→ WORK ITEM: A verbatim transcript of the lines below, starting at the first and ending with the one that holds "use std::collections::VecDeque;", is what should be produced.

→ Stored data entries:
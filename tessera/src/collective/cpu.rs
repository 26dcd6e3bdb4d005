//! Shared-memory reference implementation of the collective library.
//!
//! All local ranks are threads of one process, so "device" buffers are
//! plainly addressable. Each rank batches its calls between group markers;
//! `group_end` submits the batch to a node-shared coordinator and opens a
//! work ticket on the rank's collective stream. Batches are matched across
//! ranks by arrival sequence — legal because every rank issues the same
//! groups in the same order. The last rank to deliver a batch checks the op
//! sequences agree, applies the math, and closes every participant's ticket,
//! which is what fires the events the sync stage waits on.

use std::collections::VecDeque;
use std::sync::{Arc, Mutex};

use tracing::debug;

use crate::collective::CollectiveComm;
use crate::device::{CpuRuntime, StreamHandle};
use crate::error::{EngineError, Result};
use crate::reduce::reduce_slice;
use crate::types::{DataType, LocalRank, ReduceOp};

#[derive(Debug, Clone, Copy, PartialEq, Eq)]
enum OpKind {
    Reduce,
    Broadcast,
}

#[derive(Clone, Copy)]
struct PendingOp {
    kind: OpKind,
    src: u64,
    dst: u64,
    count: usize,
    dtype: DataType,
    op: ReduceOp,
    root: LocalRank,
}

struct Batch {
    ops: Vec<PendingOp>,
    runtime: Arc<CpuRuntime>,
    stream: StreamHandle,
}

/// Node-wide coordinator shared by every local rank's [`CpuCollective`].
pub struct CpuCollectiveNode {
    local_size: u32,
    ranks: Mutex<Vec<VecDeque<Batch>>>,
}

impl CpuCollectiveNode {
    pub fn new(local_size: u32) -> Arc<Self> {
        Arc::new(Self {
            local_size,
            ranks: Mutex::new((0..local_size).map(|_| VecDeque::new()).collect()),
        })
    }

    fn submit(&self, rank: LocalRank, batch: Batch) -> Result<()> {
        if rank >= self.local_size {
            return Err(EngineError::Collective(format!(
                "rank {rank} out of range for local size {}",
                self.local_size
            )));
        }
        let mut ranks = self.ranks.lock().expect("collective node lock");
        ranks[rank as usize].push_back(batch);

        // Apply every batch for which all ranks have arrived.
        while ranks.iter().all(|q| !q.is_empty()) {
            let round: Vec<Batch> = ranks.iter_mut().map(|q| q.pop_front().expect("nonempty")).collect();
            Self::verify(&round)?;
            debug!(ops = round[0].ops.len(), "applying collective group");
            unsafe { Self::apply(&round) }?;
            for b in &round {
                b.runtime.complete_ticket(b.stream)?;
            }
        }
        Ok(())
    }

    /// Every rank must have issued the same op sequence within the group.
    fn verify(round: &[Batch]) -> Result<()> {
        let first = &round[0];
        for batch in &round[1..] {
            if batch.ops.len() != first.ops.len() {
                return Err(EngineError::Collective(format!(
                    "group size mismatch across ranks: {} vs {}",
                    first.ops.len(),
                    batch.ops.len()
                )));
            }
            for (i, (a, b)) in first.ops.iter().zip(batch.ops.iter()).enumerate() {
                if a.kind != b.kind
                    || a.count != b.count
                    || a.dtype != b.dtype
                    || a.op != b.op
                    || a.root != b.root
                {
                    return Err(EngineError::Collective(format!(
                        "op {i} diverges across ranks ({:?}/{} vs {:?}/{})",
                        a.kind, a.count, b.kind, b.count
                    )));
                }
            }
        }
        Ok(())
    }

    unsafe fn apply(round: &[Batch]) -> Result<()> {
        let n_ops = round[0].ops.len();
        for i in 0..n_ops {
            let proto = round[0].ops[i];
            let root = proto.root as usize;
            let bytes = proto.count * proto.dtype.size_in_bytes();
            match proto.kind {
                OpKind::Reduce => {
                    let root_op = round[root].ops[i];
                    let dst =
                        unsafe { std::slice::from_raw_parts_mut(root_op.dst as *mut u8, bytes) };
                    if root_op.dst != root_op.src {
                        let src =
                            unsafe { std::slice::from_raw_parts(root_op.src as *const u8, bytes) };
                        dst.copy_from_slice(src);
                    }
                    for (r, b) in round.iter().enumerate() {
                        if r == root {
                            continue;
                        }
                        let src =
                            unsafe { std::slice::from_raw_parts(b.ops[i].src as *const u8, bytes) };
                        reduce_slice(dst, src, proto.count, proto.dtype, proto.op)?;
                    }
                }
                OpKind::Broadcast => {
                    let root_src = round[root].ops[i].src;
                    let src = unsafe { std::slice::from_raw_parts(root_src as *const u8, bytes) };
                    for (r, b) in round.iter().enumerate() {
                        let dst_ptr = b.ops[i].dst;
                        if r == root && dst_ptr == root_src {
                            continue;
                        }
                        let dst =
                            unsafe { std::slice::from_raw_parts_mut(dst_ptr as *mut u8, bytes) };
                        dst.copy_from_slice(src);
                    }
                }
            }
        }
        Ok(())
    }
}

/// One rank's handle onto the node coordinator.
pub struct CpuCollective {
    node: Arc<CpuCollectiveNode>,
    runtime: Arc<CpuRuntime>,
    local_rank: LocalRank,
    group: Mutex<Group>,
}

#[derive(Default)]
struct Group {
    open: bool,
    ops: Vec<PendingOp>,
    stream: Option<StreamHandle>,
}

impl CpuCollective {
    pub fn new(
        node: Arc<CpuCollectiveNode>,
        runtime: Arc<CpuRuntime>,
        local_rank: LocalRank,
    ) -> Arc<Self> {
        Arc::new(Self {
            node,
            runtime,
            local_rank,
            group: Mutex::new(Group::default()),
        })
    }

    fn push_op(&self, op: PendingOp, stream: StreamHandle) -> Result<()> {
        let mut group = self.group.lock().expect("group lock");
        if !group.open {
            return Err(EngineError::Collective(
                "collective call outside a group".into(),
            ));
        }
        if let Some(existing) = group.stream
            && existing != stream
        {
            return Err(EngineError::Collective(
                "one group must stay on one stream".into(),
            ));
        }
        group.stream = Some(stream);
        group.ops.push(op);
        Ok(())
    }
}

impl CollectiveComm for CpuCollective {
    fn group_start(&self) -> Result<()> {
        let mut group = self.group.lock().expect("group lock");
        if group.open {
            return Err(EngineError::Collective("group already open".into()));
        }
        group.open = true;
        Ok(())
    }

    fn group_end(&self) -> Result<()> {
        let (ops, stream) = {
            let mut group = self.group.lock().expect("group lock");
            if !group.open {
                return Err(EngineError::Collective("group not open".into()));
            }
            group.open = false;
            (std::mem::take(&mut group.ops), group.stream.take())
        };
        if ops.is_empty() {
            return Ok(());
        }
        let stream = stream.expect("nonempty group always has a stream");
        self.runtime.submit_ticket(stream)?;
        self.node.submit(
            self.local_rank,
            Batch {
                ops,
                runtime: Arc::clone(&self.runtime),
                stream,
            },
        )
    }

    unsafe fn reduce(
        &self,
        src: u64,
        dst: u64,
        count: usize,
        dtype: DataType,
        op: ReduceOp,
        root: LocalRank,
        stream: StreamHandle,
    ) -> Result<()> {
        self.push_op(
            PendingOp {
                kind: OpKind::Reduce,
                src,
                dst,
                count,
                dtype,
                op,
                root,
            },
            stream,
        )
    }

    unsafe fn broadcast(
        &self,
        src: u64,
        dst: u64,
        count: usize,
        dtype: DataType,
        root: LocalRank,
        stream: StreamHandle,
    ) -> Result<()> {
        self.push_op(
            PendingOp {
                kind: OpKind::Broadcast,
                src,
                dst,
                count,
                dtype,
                op: ReduceOp::Sum,
                root,
            },
            stream,
        )
    }
}

#[cfg(test)]
mod tests {
    use super::*;
    use crate::device::AcceleratorRuntime;

    struct Rank {
        comm: Arc<CpuCollective>,
        runtime: Arc<CpuRuntime>,
        stream: StreamHandle,
    }

    fn two_ranks() -> Vec<Rank> {
        let node = CpuCollectiveNode::new(2);
        (0..2u32)
            .map(|r| {
                let runtime = CpuRuntime::new();
                let stream = runtime.create_stream(0).unwrap();
                Rank {
                    comm: CpuCollective::new(Arc::clone(&node), Arc::clone(&runtime), r),
                    runtime,
                    stream,
                }
            })
            .collect()
    }

    #[test]
    fn test_reduce_sums_to_root() {
        let ranks = two_ranks();
        let mut bufs = [vec![1.0f32, 2.0, 3.0, 4.0], vec![1.0f32, 2.0, 3.0, 4.0]];
        let ptrs: Vec<u64> = bufs.iter_mut().map(|b| b.as_mut_ptr() as u64).collect();

        let handles: Vec<_> = ranks
            .iter()
            .enumerate()
            .map(|(r, rank)| {
                let comm = Arc::clone(&rank.comm);
                let stream = rank.stream;
                let ptr = ptrs[r];
                std::thread::spawn(move || {
                    comm.group_start().unwrap();
                    unsafe {
                        comm.reduce(ptr, ptr, 4, DataType::F32, ReduceOp::Sum, 0, stream)
                            .unwrap();
                    }
                    comm.group_end().unwrap();
                })
            })
            .collect();
        for h in handles {
            h.join().unwrap();
        }
        for rank in &ranks {
            rank.runtime.stream_synchronize(rank.stream).unwrap();
        }
        assert_eq!(bufs[0], vec![2.0, 4.0, 6.0, 8.0]);
    }

    #[test]
    fn test_broadcast_copies_from_root() {
        let ranks = two_ranks();
        let mut bufs = [vec![7.0f32, 8.0], vec![0.0f32, 0.0]];
        let ptrs: Vec<u64> = bufs.iter_mut().map(|b| b.as_mut_ptr() as u64).collect();

        let handles: Vec<_> = ranks
            .iter()
            .enumerate()
            .map(|(r, rank)| {
                let comm = Arc::clone(&rank.comm);
                let stream = rank.stream;
                let ptr = ptrs[r];
                std::thread::spawn(move || {
                    comm.group_start().unwrap();
                    unsafe {
                        comm.broadcast(ptr, ptr, 2, DataType::F32, 0, stream).unwrap();
                    }
                    comm.group_end().unwrap();
                })
            })
            .collect();
        for h in handles {
            h.join().unwrap();
        }
        assert_eq!(bufs[1], vec![7.0, 8.0]);
    }

    #[test]
    fn test_empty_group_completes_without_peers() {
        let ranks = two_ranks();
        // Only rank 0 opens and closes; an empty group needs no rendezvous.
        ranks[0].comm.group_start().unwrap();
        ranks[0].comm.group_end().unwrap();
        ranks[0].runtime.stream_synchronize(ranks[0].stream).unwrap();
    }

    #[test]
    fn test_call_outside_group_fails() {
        let ranks = two_ranks();
        let r = unsafe {
            ranks[0]
                .comm
                .reduce(0, 0, 1, DataType::F32, ReduceOp::Sum, 0, ranks[0].stream)
        };
        assert!(r.is_err());
    }

    #[test]
    fn test_diverging_op_sequences_rejected() {
        let ranks = two_ranks();
        let mut bufs = [vec![1.0f32], vec![2.0f32]];
        let ptrs: Vec<u64> = bufs.iter_mut().map(|b| b.as_mut_ptr() as u64).collect();

        ranks[0].comm.group_start().unwrap();
        unsafe {
            ranks[0]
                .comm
                .reduce(ptrs[0], ptrs[0], 1, DataType::F32, ReduceOp::Sum, 0, ranks[0].stream)
                .unwrap();
        }
        ranks[0].comm.group_end().unwrap();

        // Rank 1 issues a broadcast where rank 0 issued a reduce.
        ranks[1].comm.group_start().unwrap();
        unsafe {
            ranks[1]
                .comm
                .broadcast(ptrs[1], ptrs[1], 1, DataType::F32, 0, ranks[1].stream)
                .unwrap();
        }
        assert!(ranks[1].comm.group_end().is_err());
    }

    #[test]
    fn test_event_fires_after_group_applies() {
        let ranks = two_ranks();
        let mut bufs = [vec![1.0f32], vec![2.0f32]];
        let ptrs: Vec<u64> = bufs.iter_mut().map(|b| b.as_mut_ptr() as u64).collect();

        // Rank 0 submits and records an event; the event must not fire until
        // rank 1 delivers its half of the group.
        ranks[0].comm.group_start().unwrap();
        unsafe {
            ranks[0]
                .comm
                .reduce(ptrs[0], ptrs[0], 1, DataType::F32, ReduceOp::Sum, 0, ranks[0].stream)
                .unwrap();
        }
        ranks[0].comm.group_end().unwrap();
        let ev = ranks[0].runtime.create_event().unwrap();
        ranks[0].runtime.record_event(ev, ranks[0].stream).unwrap();

        let rt = Arc::clone(&ranks[0].runtime);
        let waiter = std::thread::spawn(move || rt.event_synchronize(ev));
        std::thread::sleep(std::time::Duration::from_millis(20));
        assert!(!waiter.is_finished());

        ranks[1].comm.group_start().unwrap();
        unsafe {
            ranks[1]
                .comm
                .reduce(ptrs[1], ptrs[1], 1, DataType::F32, ReduceOp::Sum, 0, ranks[1].stream)
                .unwrap();
        }
        ranks[1].comm.group_end().unwrap();

        waiter.join().unwrap().unwrap();
        assert_eq!(bufs[0], vec![3.0]);
    }
}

→ THE ANSWER:
filename tessera/src/collective/cpu.rs
repository 26dcd6e3bdb4d005
//! Shared-memory reference implementation of the collective library.
//!
//! All local ranks are threads of one process, so "device" buffers are
//! plainly addressable. Each rank batches its calls between group markers;
//! `group_end` submits the batch to a node-shared coordinator and opens a
//! work ticket on the rank's collective stream. Batches are matched across
//! ranks by arrival sequence — legal because every rank issues the same
//! groups in the same order. The last rank to deliver a batch checks the op
//! sequences agree, applies the math, and closes every participant's ticket,
//! which is what fires the events the sync stage waits on.

use std::collections::VecDeque;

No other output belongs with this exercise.